Battling with high Ph in your Garden

pH affects plant growth because a change in pH means a different availability of plant nutrients in the soil. When the pH rises above neutral (7) the availability of iron, manganese, copper, boron and zinc drops. Plants not adapted to a high pH are unable to get enough of these elements, particularly iron, manganese and zinc. This is shown in the yellowing of leaves. Affected leaves On alkaline soils plants get lime-induced chlorosis which shows up on the leaves as a dark green vein pattern against a pale green or yellow leaf. While iron is available in the soil the high pH slows the iron uptake by the plant.  

What to do 

There are many ways to decrease the alkalinity of a soil. Use compost to improve the soil and as it breaks down the humic acid will leach through the soil. A quick solution is the application of iron chelates, which is bought as a powder and watered onto the roots. New leaves will return to green in a week but the effect lasts only a few weeks.  If it works apply iron compost (see Iron Compost Recipe on Resources page).

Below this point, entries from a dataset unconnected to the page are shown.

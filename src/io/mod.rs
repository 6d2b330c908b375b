//! Byte sources and a bounds-checked cursor for decoding.

mod byte_source;
mod cursor;

pub use byte_source::{ByteSource, FileSource, MemorySource};
pub use cursor::SourceCursor;
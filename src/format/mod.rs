//! The `.storybook` binary format.
//!
//! ```text
//! title   bytes, 0x00
//! author  bytes, 0x00
//! u16     page count
//! per page:
//!   u16   choice 1        (1-based page number, 0 = none)
//!   u16   choice 2
//!   u32   image length    (0 = no image), then zlib(image)
//!   u32   text length,    then zlib(text)
//! ```
//!
//! All integers are big-endian.

mod reader;
mod writer;
pub mod zlib;

pub use reader::{decode, read_story, read_story_from_reader, read_story_from_source};
pub use writer::{
    encode, encode_with_options, write_story, write_story_to_writer, write_story_with_options,
};

/// Largest page count the u16 header can carry.
pub const MAX_PAGES: usize = u16::MAX as usize;

/// Smallest possible encoded page: two choices and two length words.
pub(crate) const MIN_PAGE_SIZE: u64 = 2 + 2 + 4 + 4;

/// Encoder settings.
#[derive(Debug, Clone, Copy, PartialEq, Eq)]
pub struct WriteOptions {
    compression_level: u32,
}

impl Default for WriteOptions {
    fn default() -> Self {
        Self {
            compression_level: zlib::DEFAULT_LEVEL,
        }
    }
}

impl WriteOptions {
    pub fn new() -> Self {
        Self::default()
    }

    /// zlib level from 0 (stored) to 9 (smallest). Larger values are clamped.
    pub fn with_compression_level(mut self, level: u32) -> Self {
        self.compression_level = level.min(9);
        self
    }

    pub fn compression_level(&self) -> u32 {
        self.compression_level
    }
}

The cheapest material to use to acidify soil is sulphur. Apply about 25g per square metre to sands and up to 100g per sq m to clay. The sulphur is converted by soil bacteria into sulphuric acid which increases the concentration of hydrogen ions in the soil and so lowers pH. You can also use iron sulphate, using about twice as much as sulphur, however, since it is very salty only apply about a third of it at any one time. Water well after applying, wait a week and if necessary apply some more. These solutions work best in the warmer months of the year.